I am trying to find a generalized eigenvector in this problem. (I understand the general theory goes much deeper, but we are only responsible for a limited number of cases.)
I have found eigenvectors $\vec {u_1}$ and $\vec {u_2}.$
When I try $u_1$ and $u_2$ as $u_3$ into this equation: $$ (A - I)u_4 = u_3$$ I get systems which are inconsistent.
How can I find the $u_3$? I've been told it has something to do with $(A - I)^3 = 0$, but that's about it.
We are given the matrix:
$$\begin{bmatrix}2 & 1 & 1\\1 & 2 & 1\\-2 & -2 & -1\\\end{bmatrix}$$
We want to find the characteristic polynomial and eigenvalues by solving
$$|A -\lambda I| = 0 \rightarrow -\lambda^3+3 \lambda^2-3 \lambda+1 = -(\lambda-1)^3 = 0$$
This yields a single eigenvalue, $\lambda = 1$, with an algebraic multiplicity of $3$.
If we try and find eigenvectors, we setup and solve:
$$[A - \lambda I]v_i = 0$$
In this case, after row-reduced-echelon-form, we have:
$$\begin{bmatrix}1 & 1 & 1\\0 & 0 & 0\\0 & 0 & 0\\\end{bmatrix}v_i = 0$$
This leads to the two eigenvectors as he shows, but the problem is that we cannot use that to find the third as we get degenerate results, like you showed.
Instead, let's use the top-down chaining method to find three linearly independent generalized eigenvectors.
Since the RREF of
$$[A - 1 I] = \begin{bmatrix}1 & 1 & 1\\0 & 0 & 0\\0 & 0 & 0\\\end{bmatrix}$$
We have $E_3 = kernel(A - 1I)$ with dimension $= 2$, so there will be two chains.
Next, since
$$[A - 1 I]^2 = \begin{bmatrix}0 & 0 & 0\\0 & 0 & 0\\0 & 0 & 0\\\end{bmatrix}$$
the space Kernel $(A-1I)^2$ has dimension $=3$, which matches the algebraic multiplicity of $\lambda=1$.
Thus, one of the chains will have length $2$, so the other must have length $1$.
We now form a chain of $2$ generalized eigenvectors by choosing $v_2$ in kernel $(A-1I)^2$ such that $v_2$ is not in the kernel $(A-1I)$.
Since every vector is in kernel $(A-1I)^2$, and the third column of $(A-1I)$ is non-zero, we may choose:
$$v_2 = (1, 0, 0) \implies v_1 = (A-1I)v_2 = (1,1,-2)$$
To form a basis for $\mathbb R^3$, we need one additional chain of one generalized eigenvector.

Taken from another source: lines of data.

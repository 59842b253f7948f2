//! WebSocket feed against a real listener.
mod common;

use common::{state, CannedRunner, PS_ALL_UP};
use futures_util::{SinkExt, StreamExt};
use raven_agent::api::router;
use raven_agent::state::AppState;
use serde_json::Value;
use std::net::SocketAddr;
use std::time::Duration;
use tokio::time::timeout;
use tokio_tungstenite::{connect_async, tungstenite::Message, MaybeTlsStream, WebSocketStream};

type Client = WebSocketStream<MaybeTlsStream<tokio::net::TcpStream>>;

const WAIT: Duration = Duration::from_secs(3);

async fn serve(interval: Duration) -> (SocketAddr, AppState, tempfile::TempDir) {
    let tmp = tempfile::tempdir().unwrap();
    let (state, _task) = state(tmp.path(), CannedRunner::default().with("ps", PS_ALL_UP), interval);
    let listener = tokio::net::TcpListener::bind("127.0.0.1:0").await.unwrap();
    let addr = listener.local_addr().unwrap();
    let app = router(state.clone());
    tokio::spawn(async move {
        axum::serve(listener, app).await.unwrap();
    });
    (addr, state, tmp)
}

async fn connect(addr: SocketAddr) -> Client {
    let (ws, _) = connect_async(format!("ws://{addr}/ws")).await.unwrap();
    ws
}

async fn next_status(ws: &mut Client) -> Value {
    loop {
        let msg = timeout(WAIT, ws.next())
            .await
            .expect("no message before timeout")
            .unwrap()
            .unwrap();
        if let Message::Text(text) = msg {
            let v: Value = serde_json::from_str(&text).unwrap();
            assert_eq!(v["type"], "system_status");
            return v["payload"].clone();
        }
    }
}

#[tokio::test]
async fn snapshot_arrives_on_connect_and_on_tick() {
    // tick far enough out that the first message can only be the join snapshot
    let (addr, _state, _tmp) = serve(Duration::from_millis(400)).await;
    let mut ws = connect(addr).await;

    let first = timeout(Duration::from_millis(300), next_status(&mut ws))
        .await
        .expect("join snapshot should not wait for a tick");
    assert_eq!(first["overallState"], "connected");
    assert_eq!(first["services"]["goflow2"], true);

    let second = next_status(&mut ws).await;
    assert!(second["timestampMs"].as_u64() >= first["timestampMs"].as_u64());
}

#[tokio::test]
async fn get_status_frame_answers_only_the_asker() {
    let (addr, _state, _tmp) = serve(Duration::from_secs(3600)).await;
    let mut asker = connect(addr).await;
    let mut other = connect(addr).await;
    next_status(&mut asker).await;
    next_status(&mut other).await;

    asker.send(Message::Text("get_status".into())).await.unwrap();
    let reply = next_status(&mut asker).await;
    assert!(reply["services"].is_object());

    let nothing = timeout(Duration::from_millis(300), other.next()).await;
    assert!(nothing.is_err(), "other client should not see the reply");
}

#[tokio::test]
async fn closing_a_client_removes_it() {
    let (addr, state, _tmp) = serve(Duration::from_millis(100)).await;
    let mut a = connect(addr).await;
    let mut b = connect(addr).await;
    next_status(&mut a).await;
    next_status(&mut b).await;
    assert_eq!(state.broadcaster.subscriber_count().await, 2);

    b.close(None).await.unwrap();
    drop(b);

    let removed = timeout(WAIT, async {
        loop {
            if state.broadcaster.subscriber_count().await == 1 {
                return;
            }
            tokio::time::sleep(Duration::from_millis(20)).await;
        }
    })
    .await;
    assert!(removed.is_ok(), "closed client still registered");

    // the survivor keeps receiving ticks
    next_status(&mut a).await;
}
//! Shared agent state handed to every HTTP and WebSocket handler.

use crate::aggregator::StatusAggregator;
use crate::broadcast::Broadcaster;
use crate::config::AgentConfig;
use crate::probe::{CommandRunner, HostResources, ProcessInspector, ResourceProbe, ShellRunner};
use crate::sampler::TelemetrySampler;
use std::sync::Arc;
use std::time::Instant;
use tokio::task::JoinHandle;

#[derive(Clone)]
pub struct AppState {
    pub aggregator: Arc<StatusAggregator>,
    pub broadcaster: Broadcaster,
    pub config: Arc<AgentConfig>,
    // process start; health uptime is measured from here
    pub started: Instant,
}

impl AppState {
    /// Wire the inspection stack over the given seams and start the broadcaster.
    /// The returned handle completes after `broadcaster.shutdown()`.
    pub fn new(
        config: AgentConfig,
        runner: Arc<dyn CommandRunner>,
        resources: Arc<dyn ResourceProbe>,
    ) -> (Self, JoinHandle<()>) {
        let started = Instant::now();
        let inspector = ProcessInspector::new(runner.clone(), resources, config.data_dir.clone());
        let sampler = TelemetrySampler::new(config.data_dir.clone(), runner);
        let aggregator = Arc::new(StatusAggregator::new(inspector, sampler, started));
        let (broadcaster, task) = Broadcaster::spawn(aggregator.clone(), config.broadcast_interval);
        (
            Self {
                aggregator,
                broadcaster,
                config: Arc::new(config),
                started,
            },
            task,
        )
    }

    /// Real host: shell commands with the configured timeout and sysinfo-backed resources.
    pub fn for_host(config: AgentConfig) -> (Self, JoinHandle<()>) {
        let runner = Arc::new(ShellRunner::new(config.command_timeout));
        Self::new(config, runner, Arc::new(HostResources::new()))
    }
}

This vector must be an eigenvector that is independent from $v_1$. Since
$$E_3 = ~\text{span}~ \left(\begin{bmatrix}0\\1\\-1\\\end{bmatrix}, \begin{bmatrix}-1\\0\\1\\\end{bmatrix}\right).$$
and neither of these spanning vectors is itself a scalar multiple of $v1$, we may choose either one of them. So let
$$w_1 = (0, 1, -1).$$
Now we have two chains:
$$v_2 \rightarrow v_1 \rightarrow 0$$
$$w_1 \rightarrow 0$$
So, to write the solution, we have:
$\displaystyle 1^{st}$ Chain
$$x_1(t) = e^t \begin{bmatrix}1\\1\\-2\\\end{bmatrix}$$
$$x_2(t) = e^t\left(t \begin{bmatrix}1\\1\\-2\\\end{bmatrix} + \begin{bmatrix}1\\0\\0\\\end{bmatrix}\right)$$
$\displaystyle 2^{nd}$ Chain
$$x_3(t) = e^t \begin{bmatrix}0\\1\\-1\\\end{bmatrix}$$
Thus:
$$x(t) = x_1(t) + x_2(t) + x_3(t)$$
Note, you can use this linear combination of $x(t)$ and verify that indeed it is a solution to $x' = Ax$.